If you decide to rewire your MES and install a PID, then absolutely listen to what tallbm has to say.  He explained it all to me and then (since I'm just a tad electrically challenged) he walked me through the process.  With his help I got it done and haven't looked back.  The MES runs better than new--MUCH BETTER.  Thanks to tallbm.
Gary


----------



## chopsaw (Apr 13, 2019)

$mok!ng
  , don't overlook post 11 . Great point . The first pic in post 7 was after I peeled off the covering .


----------



## HalfSmoked (Apr 13, 2019)

Sound information here I gave up on Master Built Electric a long time ago and went propane and have not looked back.

Warren


----------



## $mok!ng (Apr 13, 2019)

Well I figured I would look at my smoker today. Plugged it in turned it on and it stayed on?! I tried multiple plugs yesterday including the plug that worked today.  The weather was high humidity yesterday (tried cooking following a rain). Does humid weather effect electric smokers? I’ve never had an issue cooking in high humidity summer weather. Otherwise I must have a poor connection somewhere.


----------



## chopsaw (Apr 13, 2019)

daveomak said:


> Wiggle the wire to make sure they are NOT corroded...





$mok!ng said:


> Plugged it in turned it on and it stayed on?!


I went thru this with mine . Wire was burnt in two , but the covering would alow it to make connection and run . Then next time nothing . Re check the connections to make sure they are good .


----------



## $mok!ng (Apr 14, 2019)

I’ve checked the bottom panel and the heating element panel. All of those wires are tight and look brand new?  I have not checked the rollout limit switch because I will have to remove the whole back panel. I will likely remove that panel and install an access panel for the rollout limit switch.


----------



## tiros (Apr 17, 2019)

$mok!ng said:


> I’ve checked the bottom panel and the heating element panel. All of those wires are tight and look brand new?  I have not checked the rollout limit switch because I will have to remove the whole back panel. I will likely remove that panel and install an access panel for the rollout limit switch.
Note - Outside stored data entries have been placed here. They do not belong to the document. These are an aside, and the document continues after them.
//! Victory/defeat evaluation.
//!
//! The turn machine calls into these functions after every event that can
//! end the match: captures, and player units reaching a goal. The board
//! itself never decides the match.

pub mod victory;

pub use victory::{check_victory, evaluate_capture, exit_through_goal, GameResult};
I used like a 2" hole saw, to expose the device without removing the entire back. Replaced, and then covered with a piece of foil tape.


----------



## $mok!ng (Apr 19, 2019)

I finally heard back from masterbuilt.  They will not support repairs on my unit because of the use of the pellets.  Just an FYI!


----------



## dr k (Apr 19, 2019)

tiros said:


> I used like a 2" hole saw, to expose the device without removing the entire back. Replaced, and then covered with a piece of foil tape.


Yup. I cut out a square area on the back with a dremel cut off wheel to access the roll out switch when it fails so I can bypass it with a wire nut while waiting for a new one arrive. Everything looks perfect connection wise so I'll wait till something happens before changing to high heat lugs on that switch. The foil tape works great.  I feel better now that I can quickly access componets in the Gen 1 40 that can fail without finishing in my kitchen oven.


----------



## tallbm (Apr 19, 2019)

$mok!ng said:


> I finally heard back from masterbuilt.  They will not support repairs on my unit because of the use of the pellets.  Just an FYI!



That sucks.  Looks like it is time to take matters into your own hands :)
Borrow or buy Multimeter 

With the Multimeter (MM) you can test if the heating element is busted or not.
Also you can check for continuity along a wire.  You just inplug both ends of the wire, put the MM on the continuity setting and if it beeps then there are no breaks or between both ends of the wire.  
If it does not peep then you either have some breaks somewhere between the ends of the wire OR the two ends you are testing aren't actually part of the same wire.   Continuity checking is super easy and very helpful when figuring out where something is going wrong.

Finally once you find the issue (busted connector, disconnected wire, ground wire issues, frayed wire touching something it shouldn't be touching, etc. etc.) you can then fix it.  
If the wiring all checks out (continuity says so, and grounding is good) the issue is Masterbuilt components.  In that case I suggest you rewire and go with an Auber PID controller and make your MES better performing than what Masterbuilt does :)



dr k said:


> Yup. I cut out a square area on the back with a dremel cut off wheel to access the roll out switch when it fails so I can bypass it with a wire nut while waiting for a new one arrive. Everything looks perfect connection wise so I'll wait till something happens before changing to high heat lugs on that switch. The foil tape works great.  I feel better now that I can quickly access componets in the Gen 1 40 that can fail without finishing in my kitchen oven.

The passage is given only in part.